▸ Exercise description: Sift the listing for lines that hold the string "struct" and pull them out.

▸ Entries supplied:

= Beginning of Section =

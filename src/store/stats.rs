//! Service statistics for the administrative dashboard.

use std::collections::BTreeMap;

use chrono::Datelike;
use rust_decimal::Decimal;
use serde::Serialize;

use crate::store::StoreData;

#[derive(Debug, Clone, PartialEq, Eq, Serialize)]
pub struct ServiceCount {
    pub id: u32,
    pub name: String,
    pub count: usize,
}

#[derive(Debug, Clone, PartialEq, Eq, Serialize)]
pub struct ServiceAverage {
    pub id: u32,
    pub name: String,
    pub avg_value: Decimal,
    pub avg_fee: Decimal,
}

#[derive(Debug, Clone, PartialEq, Eq, Serialize)]
pub struct MonthlyCount {
    pub year: i32,
    pub month: u32,
    pub count: usize,
}

#[derive(Debug, Clone, PartialEq, Eq, Serialize)]
pub struct TotalStats {
    pub total_quotes: usize,
    pub avg_value: Decimal,
    pub avg_fee: Decimal,
}

#[derive(Debug, Clone, PartialEq, Eq, Serialize)]
pub struct ServiceStatistics {
    /// Every service with how many quotes requested it, most requested first.
    pub service_counts: Vec<ServiceCount>,
    /// Average asset value and fee per service that appears in at least one quote, by name.
    pub service_values: Vec<ServiceAverage>,
    /// Quote counts per calendar month, chronological.
    pub monthly_counts: Vec<MonthlyCount>,
    pub totals: TotalStats,
}

fn mean(values: &[Decimal]) -> Decimal {
    if values.is_empty() {
        return Decimal::ZERO;
    }
    values.iter().sum::<Decimal>() / Decimal::from(values.len())
}

pub fn compute_statistics(data: &StoreData) -> ServiceStatistics {
    let mut service_counts: Vec<ServiceCount> = data
        .services
        .iter()
        .map(|s| ServiceCount {
            id: s.id,
            name: s.name.clone(),
            count: data.quotes.iter().filter(|q| q.service_ids.contains(&s.id)).count(),
        })
        .collect();
    service_counts.sort_by(|a, b| b.count.cmp(&a.count).then(a.name.cmp(&b.name)));

    let mut service_values: Vec<ServiceAverage> = data
        .services
        .iter()
        .filter_map(|s| {
            let quotes: Vec<_> = data.quotes.iter().filter(|q| q.service_ids.contains(&s.id)).collect();
            if quotes.is_empty() {
                return None;
            }
            let values: Vec<Decimal> = quotes.iter().map(|q| q.asset_value.value()).collect();
            let fees: Vec<Decimal> = quotes.iter().map(|q| q.total).collect();
            Some(ServiceAverage {
                id: s.id,
                name: s.name.clone(),
                avg_value: mean(&values),
                avg_fee: mean(&fees),
            })
        })
        .collect();
    service_values.sort_by(|a, b| a.name.cmp(&b.name));

    let mut months: BTreeMap<(i32, u32), usize> = BTreeMap::new();
    for q in &data.quotes {
        *months.entry((q.created_at.year(), q.created_at.month())).or_default() += 1;
    }
    let monthly_counts = months
        .into_iter()
        .map(|((year, month), count)| MonthlyCount { year, month, count })
        .collect();

    let values: Vec<Decimal> = data.quotes.iter().map(|q| q.asset_value.value()).collect();
    let fees: Vec<Decimal> = data.quotes.iter().map(|q| q.total).collect();

    ServiceStatistics {
        service_counts,
        service_values,
        monthly_counts,
        totals: TotalStats {
            total_quotes: data.quotes.len(),
            avg_value: mean(&values),
            avg_fee: mean(&fees),
        },
    }
}

#[cfg(test)]
mod tests {
    use super::*;
    use crate::store::test_support::{client, quotation};
    use chrono::{TimeZone, Utc};
    use rust_decimal_macros::dec;

    #[test]
    fn empty_store_has_zero_totals() {
        let stats = compute_statistics(&StoreData::default());
        assert_eq!(stats.totals.total_quotes, 0);
        assert_eq!(stats.totals.avg_value, Decimal::ZERO);
        assert!(stats.monthly_counts.is_empty());
    }

    #[test]
    fn counts_and_averages() {
        let mut data = StoreData::default();
        let jan = Utc.with_ymd_and_hms(2025, 1, 15, 10, 0, 0).unwrap();
        let feb = Utc.with_ymd_and_hms(2025, 2, 3, 10, 0, 0).unwrap();
        let a = data.add_service("Contenzioso", "", None, jan).unwrap();
        let b = data.add_service("Famiglia", "", None, jan).unwrap();
        data.add_service("Amministrativo", "", None, jan).unwrap();

        let both = vec![a.clone(), b.clone()];
        let q1 = quotation(dec!(10000), &both);
        let q2 = quotation(dec!(30000), std::slice::from_ref(&a));
        data.save_quote(&client("Rossi"), &both, &q1, jan).unwrap();
        data.save_quote(&client("Verdi"), std::slice::from_ref(&a), &q2, feb).unwrap();

        let stats = compute_statistics(&data);
        assert_eq!(stats.service_counts[0].name, "Contenzioso");
        assert_eq!(stats.service_counts[0].count, 2);
        assert_eq!(stats.service_counts[1].count, 1);
        assert_eq!(stats.service_counts[2].count, 0);

        let contenzioso = stats.service_values.iter().find(|v| v.name == "Contenzioso").unwrap();
        assert_eq!(contenzioso.avg_value, dec!(20000));
        assert_eq!(contenzioso.avg_fee, (q1.total() + q2.total()) / dec!(2));
        assert_eq!(stats.service_values.len(), 2);

        assert_eq!(
            stats.monthly_counts,
            vec![
                MonthlyCount { year: 2025, month: 1, count: 1 },
                MonthlyCount { year: 2025, month: 2, count: 1 },
            ]
        );
        assert_eq!(stats.totals.total_quotes, 2);
    }
}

= End of Section =

▸ Response area:
pub struct ServiceCount {
pub struct ServiceAverage {
pub struct MonthlyCount {
pub struct TotalStats {
pub struct ServiceStatistics {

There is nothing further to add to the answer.